Himself: Wet and rainy out there. Slow day at the museum. Delightful dinner with the Feasters. G and J1 talked computers and networking all dinner long.
Herself: Got wet myself going to the kids art show at SMFA and then to the Veteran’s Museum in the old Balboa Hospital Base Chapel. Front crown popped out……unbowed and unbroken. Hurrah. After an hour or so of true embarrassment, I popped it back in but couldn’t get it out again to glue it in. I’ll tell all to the dentist tomorrow. We still have dental insurance.
Reading: Two Beards, one Dresden, and skimming an old WW cookbook and an Heloise G found at an estate sale.
Sites of interest: The Straight Dope
Balance: Being home today.
I saw little old ladies on the free tram in their cheery pastille colored plastic rain coats. I in my denim and tans felt like a tired old bird listening to them chatter.
“We have plenty of time,” one said to another as they headed off to Inspiration Point. What’s inspiring about a flat spot in a giant parking lot I do not know, but that’s its name.
Waiting for the tram on the way back from visiting the Veterans Museum, these same ladies were growing nervous. They kept looking across the street from which all good trolley’s come. I kept looking down the long parking lot to the end where two trams were taking their mandated breaks together. Tête-à-tête….head to head.
As I clambered aboard the tram I asked the driver, “Are you going to the Automotive Museum?
“I’ll get you there,” he said with a smile. A friendly sort. Humorous too. “The green seats are just for the first class passengers.”
All the seats were green.
He whipped right by the Automotive Museum, obviously going to stop there on his second pass, and drove back up to the Prado and Art Museum. We stopped with a hiss. The doors went clunk and wouldn’t open. The piston actuating the power door was stuck. Clunk…and again Clunk. From outside the doors, one man pushed inward while the not so happy driver attempted to knock the pin out so the doors could be opened.

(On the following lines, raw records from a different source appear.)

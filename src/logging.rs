//! Logging abstraction
//!
//! The store never writes to a global logger. A [`Logger`] is injected into
//! each [`StoreManager`](crate::store::StoreManager) and every message passes
//! through a level gate first:
//! - [`NoopLogger`]: default, discards everything
//! - [`DefmtLogger`] (`defmt` feature): forwards to defmt on embedded targets
//! - any user type implementing [`Logger`] (host tests collect messages)
//!
//! Store operations behave identically whichever logger is attached.

use core::fmt;

/// Log level
///
/// Ordered from least to most verbose. A manager configured with level `L`
/// emits messages whose level is `<= L`, and nothing at all when `L` is
/// [`LogLevel::Quiet`].
#[derive(Debug, Clone, Copy, PartialEq, Eq, PartialOrd, Ord, Default)]
pub enum LogLevel {
    /// No output
    #[default]
    Quiet,
    /// Warnings about degraded state (invalid size, invalid magic)
    Default,
    /// Lifecycle events (init, validate, wipe)
    Info,
    /// Byte-level tracing of every field access
    Debug,
}

impl LogLevel {
    /// Convert a raw level number
    ///
    /// Out-of-range values select [`LogLevel::Default`].
    pub fn from_raw(raw: i32) -> Self {
        match raw {
            0 => LogLevel::Quiet,
            1 => LogLevel::Default,
            2 => LogLevel::Info,
            3 => LogLevel::Debug,
            _ => LogLevel::Default,
        }
    }

    /// Whether a message at `message` level passes this gate
    pub fn enables(self, message: LogLevel) -> bool {
        self != LogLevel::Quiet && message != LogLevel::Quiet && message <= self
    }
}

/// Line-oriented leveled log sink
pub trait Logger {
    /// Emit one message
    fn log(&self, level: LogLevel, args: fmt::Arguments<'_>);
}

impl<L: Logger + ?Sized> Logger for &L {
    fn log(&self, level: LogLevel, args: fmt::Arguments<'_>) {
        (**self).log(level, args)
    }
}

/// Logger that discards every message
#[derive(Debug, Clone, Copy, Default)]
pub struct NoopLogger;

impl Logger for NoopLogger {
    fn log(&self, _level: LogLevel, _args: fmt::Arguments<'_>) {}
}

/// Logger forwarding to defmt
#[cfg(feature = "defmt")]
#[derive(Debug, Clone, Copy, Default)]
pub struct DefmtLogger;

#[cfg(feature = "defmt")]
impl Logger for DefmtLogger {
    fn log(&self, level: LogLevel, args: fmt::Arguments<'_>) {
        let message = defmt::Display2Format(&args);
        match level {
            LogLevel::Quiet => {}
            LogLevel::Default => defmt::warn!("{}", message),
            LogLevel::Info => defmt::info!("{}", message),
            LogLevel::Debug => defmt::debug!("{}", message),
        }
    }
}

/// Log lifecycle message through a store's gated logger
macro_rules! log_info {
    ($store:expr, $($arg:tt)*) => {
        $store.emit($crate::logging::LogLevel::Info, format_args!($($arg)*))
    };
}

/// Log degraded-state warning through a store's gated logger
macro_rules! log_warn {
    ($store:expr, $($arg:tt)*) => {
        $store.emit($crate::logging::LogLevel::Default, format_args!($($arg)*))
    };
}

/// Log byte-level trace through a store's gated logger
macro_rules! log_debug {
    ($store:expr, $($arg:tt)*) => {
        $store.emit($crate::logging::LogLevel::Debug, format_args!($($arg)*))
    };
}

pub(crate) use log_debug;
pub(crate) use log_info;
pub(crate) use log_warn;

“We have four minutes,” said one of the grey haired ladies. Querulously. Sadly. A young athlete, here in town for the big marathon, suggested we all leap out the back of the bus. I actually considered this. What would I break if I did one of those disc-mounts off the back wall of the tram? On one leg, for of course I couldn’t use the bad hip. Considering, imagine.
Once the door opened and they let us loose, the pastille colored ladies rapidly flittered off to their Old Globe matinee. I walked rapidly downhill to the Automotive Museum dampness staining my hat, my hair, but not my humor.